South Korea, well known for its IT infrastructure, is promising 3.5 trillion won ($3 billion) in funding from the public and private sectors to develop artificial intelligence for corporate and university AI projects.
South Korea's President Park Geun-hye assembled leaders across the country's tech industry and senior government officials in Seoul last week to announce plans to invest the amount over the next five years. It appears to be largely a reaction to the phenomenal performance of Google's algorithm AlphaGo in an historic AI-versus-human game in Seoul earlier this month, which captured the South Korean media's imagination.
"Above all, Korean society is ironically lucky, that thanks to the 'AlphaGo shock' we have learned the importance of AI before it is too late," the president told local reporters assembled for the meeting, describing the game as a watershed moment of an imminent "fourth industrial revolution".
That said, the plan calls for 138.8 billion won ($119.24 million) this year; 180 billion won ($154.6 milion) in 2017; 210 billion won ($180.4 million) in 2018; 220 billion won ($189 million) in 2019; and 230 billion won ($197 million) in 2020.
It also calls for the private sector to match the public sector's commitment with 2.5 trillion won ($2.14 billion).

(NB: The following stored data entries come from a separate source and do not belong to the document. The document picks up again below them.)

// Color themes for the TUI
//
// A theme is a flat palette; components read the colors they need.
// Header rows normally carry their own color (fields cyan, properties green);
// the mono theme flattens them.

use crate::logging::LogLevel;
use ratatui::style::{Color, Modifier, Style};
use ratatui::widgets::BorderType;

#[derive(Debug, Clone)]
pub struct Theme {
    pub name: &'static str,

    pub title: Color,
    pub border: Color,
    /// Border of the focused panel
    pub highlight: Color,
    pub background: Color,
    pub foreground: Color,
    /// Leaf rows and secondary text
    pub muted: Color,
    /// Values that can be descended into
    pub navigable: Color,
    pub null_value: Color,
    pub breadcrumb: Color,
    pub status_bar: Color,

    pub selection: Color,
    pub selection_fg: Color,

    pub log_error: Color,
    pub log_warn: Color,
    pub log_info: Color,
    pub log_debug: Color,

    /// Use the header's own color for header rows
    pub colored_headers: bool,
    pub border_type: BorderType,
}

impl Theme {
    pub const NAMES: [&'static str; 3] = ["dark", "light", "mono"];

    /// Load theme by name; unknown names fall back to dark
    pub fn by_name(name: &str) -> Self {
        match name.to_lowercase().as_str() {
            "light" => Self::light(),
            "mono" => Self::mono(),
            "dark" => Self::dark(),
            other => {
                tracing::warn!("Unknown theme '{}', using dark", other);
                Self::dark()
            }
        }
    }

    pub fn dark() -> Self {
        Self {
            name: "dark",
            title: Color::Cyan,
            border: Color::DarkGray,
            highlight: Color::Yellow,
            background: Color::Reset,
            foreground: Color::White,
            muted: Color::Gray,
            navigable: Color::LightBlue,
            null_value: Color::DarkGray,
            breadcrumb: Color::LightCyan,
            status_bar: Color::Green,
            selection: Color::Rgb(0x3a, 0x3d, 0x4a),
            selection_fg: Color::White,
            log_error: Color::Red,
            log_warn: Color::Yellow,
            log_info: Color::Green,
            log_debug: Color::Gray,
            colored_headers: true,
            border_type: BorderType::Rounded,
        }
    }

    pub fn light() -> Self {
        Self {
            name: "light",
            title: Color::Blue,
            border: Color::Gray,
            highlight: Color::Magenta,
            background: Color::Reset,
            foreground: Color::Black,
            muted: Color::DarkGray,
            navigable: Color::Blue,
            null_value: Color::Gray,
            breadcrumb: Color::Blue,
            status_bar: Color::DarkGray,
            selection: Color::Rgb(0xd0, 0xd7, 0xe5),
            selection_fg: Color::Black,
            log_error: Color::Red,
            log_warn: Color::Rgb(0xb0, 0x6d, 0x00),
            log_info: Color::Rgb(0x00, 0x70, 0x20),
            log_debug: Color::DarkGray,
            colored_headers: true,
            border_type: BorderType::Plain,
        }
    }

    pub fn mono() -> Self {
        Self {
            name: "mono",
            title: Color::Reset,
            border: Color::Reset,
            highlight: Color::Reset,
            background: Color::Reset,
            foreground: Color::Reset,
            muted: Color::Reset,
            navigable: Color::Reset,
            null_value: Color::Reset,
            breadcrumb: Color::Reset,
            status_bar: Color::Reset,
            selection: Color::Reset,
            selection_fg: Color::Reset,
            log_error: Color::Reset,
            log_warn: Color::Reset,
            log_info: Color::Reset,
            log_debug: Color::Reset,
            colored_headers: false,
            border_type: BorderType::Plain,
        }
    }

    /// Style for the selected row; mono relies on reverse video
    pub fn selected_style(&self) -> Style {
        if self.colored_headers {
            Style::default()
                .fg(self.selection_fg)
                .bg(self.selection)
                .add_modifier(Modifier::BOLD)
        } else {
            Style::default().add_modifier(Modifier::REVERSED)
        }
    }

    /// Color of a header row
    pub fn header(&self, own: Color) -> Color {
        if self.colored_headers {
            own
        } else {
            self.foreground
        }
    }

    pub fn log_level(&self, level: LogLevel) -> Color {
        match level {
            LogLevel::Error => self.log_error,
            LogLevel::Warn => self.log_warn,
            LogLevel::Info => self.log_info,
            LogLevel::Debug | LogLevel::Trace => self.log_debug,
        }
    }

    pub fn border(&self, focused: bool) -> Color {
        if focused {
            self.highlight
        } else {
            self.border
        }
    }
}

impl Default for Theme {
    fn default() -> Self {
        Self::dark()
    }
}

That would mean 3.5 trillion won ($3 billion) committed to AI research and development.
The frantic, reflexive sprint toward AI development has led to some concern, which is probably valid, especially from universities.
One big question that South Korea's Ministry of Science, ICT and Future Planning has yet to answer is whether this will be additional funds or if the money will be diverted from current R&D programs.
Either way, South Korea will establish a new high-profile, public/private research centre with participation from several Korean conglomerates, including Samsung, LG, telecom giant KT, SK Telecom, Hyundai Motor, and internet portal Naver.
The institute was reportedly already in the works, but AlphaGo's domination quickened the process of setting up the grouping. Some Korean media reports indicate that the institute could open its doors as early as 2017.
South Korea already funds two high-profile AI projects -- Exobrain, which is intended to compete with IBM's Watson computer, and Deep View, a computer vision project.
Korean media reports indicate that some of the 1 trillion won pledged by the government will go to those two projects, but there is no confirmation of a definite figure.
Two days before the AlphaGo match began, deep-learning startup firm NovuMind challenged the Chinese professional Go player Ke Jie to a computer match.
NovuMind was founded in 2015 by Ren Wu, and was developed in California's tech mecca. Wu was former deep-learning researcher at Baidu, the $23 billion Chinese web services corporation.
The country also plans to set up a separate council for science and technology that will completely revamp its research and development efforts.
Given that the president referred to AI as the "fourth industrial revolution", interest in AI will probably only increase over the next few years.